The relationship between a company and its customers is not all that different than the relationship between a husband and wife. Every couple knows that there are great times and times that you may not be seeing eye-to-eye. There are also times when you are moving from one state to another, also called “making up.”
The Ups and Down of the Customer Experience
I want to share an experience that illustrates the up and down nature of customer relationships. Several weeks ago, I received an unsolicited call from a representative of Verizon. He was the sales person from whom I had purchased my air-card for cellular data access almost 18 months earlier. He mentioned they were replacing some of the older equipment that had experienced problems. The sales person assured me that there would be no additional cost and it would not extend my contract.

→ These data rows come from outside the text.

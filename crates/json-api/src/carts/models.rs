//! Cart request and response bodies.

use salvo::oapi::ToSchema;
use serde::{Deserialize, Serialize};
use uuid::Uuid;

use storefront_app::domain::carts::{
    attributes::{SelectedAttribute, SelectedAttributes},
    records::{CartItemRecord, CartSummary, CartSummaryLine},
};

/// A chosen attribute value, e.g. size "M".
#[derive(Debug, Clone, Copy, PartialEq, Eq, Serialize, Deserialize, ToSchema)]
#[serde(rename_all = "camelCase")]
pub(crate) struct SelectedAttributeBody {
    pub attribute_uuid: Uuid,
    pub value_uuid: Uuid,
}

impl From<SelectedAttributeBody> for SelectedAttribute {
    fn from(body: SelectedAttributeBody) -> Self {
        SelectedAttribute {
            attribute_uuid: body.attribute_uuid.into(),
            value_uuid: body.value_uuid.into(),
        }
    }
}

impl From<&SelectedAttribute> for SelectedAttributeBody {
    fn from(selected: &SelectedAttribute) -> Self {
        Self {
            attribute_uuid: selected.attribute_uuid.into_uuid(),
            value_uuid: selected.value_uuid.into_uuid(),
        }
    }
}

pub(crate) fn into_selected_attributes(body: Vec<SelectedAttributeBody>) -> SelectedAttributes {
    SelectedAttributes::new(body.into_iter().map(SelectedAttribute::from))
}

pub(crate) fn selected_attribute_bodies(
    selected: &SelectedAttributes,
) -> Vec<SelectedAttributeBody> {
    selected.iter().map(SelectedAttributeBody::from).collect()
}

/// Cart Item Response
#[derive(Debug, Serialize, Deserialize, ToSchema)]
#[serde(rename_all = "camelCase")]
pub(crate) struct CartItemResponse {
    /// The unique identifier of the cart line
    pub uuid: Uuid,

    pub product_uuid: Uuid,

    pub quantity: u64,

    /// Price of one unit when the line was last priced
    pub unit_price: u64,

    pub line_total: u64,

    pub selected_attributes: Vec<SelectedAttributeBody>,

    /// Whether the line sits in the wishlist rather than the cart
    pub is_wishlist: bool,

    pub created_at: String,

    pub updated_at: String,
}

impl From<CartItemRecord> for CartItemResponse {
    fn from(item: CartItemRecord) -> Self {
        Self {
            uuid: item.uuid.into_uuid(),
            product_uuid: item.product_uuid.into_uuid(),
            quantity: item.quantity,
            unit_price: item.unit_price,
            line_total: item.line_total,
            selected_attributes: selected_attribute_bodies(&item.selected_attributes),
            is_wishlist: item.is_wishlist,
            created_at: item.created_at.to_string(),
            updated_at: item.updated_at.to_string(),
        }
    }
}

/// Cart line with the product details shown next to it
#[derive(Debug, Serialize, Deserialize, ToSchema)]
#[serde(rename_all = "camelCase")]
pub(crate) struct CartSummaryLineResponse {
    pub item: CartItemResponse,
    pub product_name: String,
    pub product_sku: String,
    pub product_image: Option<String>,
    /// Stock currently available for the product
    pub available_stock: u64,
}

impl From<CartSummaryLine> for CartSummaryLineResponse {
    fn from(line: CartSummaryLine) -> Self {
        Self {
            item: line.item.into(),
            product_name: line.product_name,
            product_sku: line.product_sku,
            product_image: line.product_image,
            available_stock: line.available_stock,
        }
    }
}

/// Cart Summary Response
#[derive(Debug, Serialize, Deserialize, ToSchema)]
#[serde(rename_all = "camelCase")]
pub(crate) struct CartSummaryResponse {
    /// Active lines, newest first
    pub items: Vec<CartSummaryLineResponse>,

    /// Sum of line quantities
    pub total_items: u64,

    /// Sum of line totals
    pub subtotal: u64,
}

impl From<CartSummary> for CartSummaryResponse {
    fn from(summary: CartSummary) -> Self {
        Self {
            items: summary.items.into_iter().map(Into::into).collect(),
            total_items: summary.total_items,
            subtotal: summary.subtotal,
        }
    }
}

#[cfg(test)]
pub(crate) mod fixtures {
    use jiff::Timestamp;

    use storefront_app::domain::{
        carts::{
            attributes::SelectedAttributes,
            records::{CartItemRecord, CartItemUuid},
        },
        products::records::ProductUuid,
    };

    use crate::test_helpers::TEST_USER_UUID;

    pub(crate) fn make_cart_item(uuid: CartItemUuid, quantity: u64) -> CartItemRecord {
        CartItemRecord {
            uuid,
            user_uuid: TEST_USER_UUID,
            product_uuid: ProductUuid::new(),
            quantity,
            unit_price: 250,
            line_total: 250 * quantity,
            selected_attributes: SelectedAttributes::default(),
            is_wishlist: false,
            is_active: true,
            created_at: Timestamp::UNIX_EPOCH,
            updated_at: Timestamp::UNIX_EPOCH,
        }
    }
}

I replied: “Sure. Go ahead and send it to me.” The air-card arrived later that week. I waited a few days and then connected it to my laptop to see how it would work. I noticed that it connected with a new phone number. Apparently, this sales person was sorely mistaken.
Suspecting that this would result in a separate bill, I picked up the phone and called Verizon and explained the situation. The Verizon call center agent was very pleasant and said she would take care of the situation by closing this number and moving the new device to my original account.
The next weekend I was on a trip. I connected my new air-card, only to have it fail while making a connection. I called the technical support center for Verizon and explained the situation. The previous call center agent had made a mistake with the cards and had turned the new card off instead of transferring it to my old number.
The initial call center support person was very understanding and did everything within her level of skill to resolve the problem. After 30 minutes, she asked if she could put me on hold and get a senior technical support person on the phone. She stayed on the phone, explained the situation and completed a proper handoff. The technical resource tried several possible solutions without success. I explained how important it was for me to have access, and eventually he was able to re-activate my original card and account. I was back up and running!
Two weeks later, I received a “Welcome Packet” from Verizon thanking me for opening a new account and letting me know my new expiration date would be two years in the future. I called again and talked to a nice team member who assured me that this was not the case and the account had been closed. Two weeks later, I received my “new” Verizon bill that indicated I was being charged over $200 for an “early termination” fee.
I picked up the phone again and after waiting a couple of minutes, a very polite Verizon employee answered the phone. I explained the situation and within two minutes, she had issued the credit and apologized for the entire situation. Within five minutes I received an email from the Verizon system confirming the credit and showing the correct outstanding balance for my original air-card.
Four Categories of Customer Service Roles
I tell you this story to illustrate what is common in almost every company. Great customer service requires every team member to do their part. Employees in any organization will fall into one of four categories:
- They understand the importance of providing great customer service and also possess the skills and support to do so.
- They understand the importance, but lack the training, systems, processes or skills to provide great customer service.
- They don’t believe that customer service is important, and therefore don’t stand a chance at delivering excellent service.
- They lack the personal integrity to consistently do the right thing, resulting in disappointed customers.
There were seven points of contact with a Verizon employee during this air-card saga. One lacked integrity, two or three had great intentions but lacked the skill or support system, and three delivered great service.
I believe Verizon actually has one of the better reputations for customer service from among their peers in the industry. I am sure they have a good training program and expect only the best out of their employees, yet less than half of them were able to meet my expectations.
Every organization’s goal should be to have far more positive experiences than negative, but even service recovery situations can earn big points in the constant up and down relationship between a company and its customers. Obviously, we should all want our customer service interactions to fall into the first category so our customers feel cared for and loyal to our brand.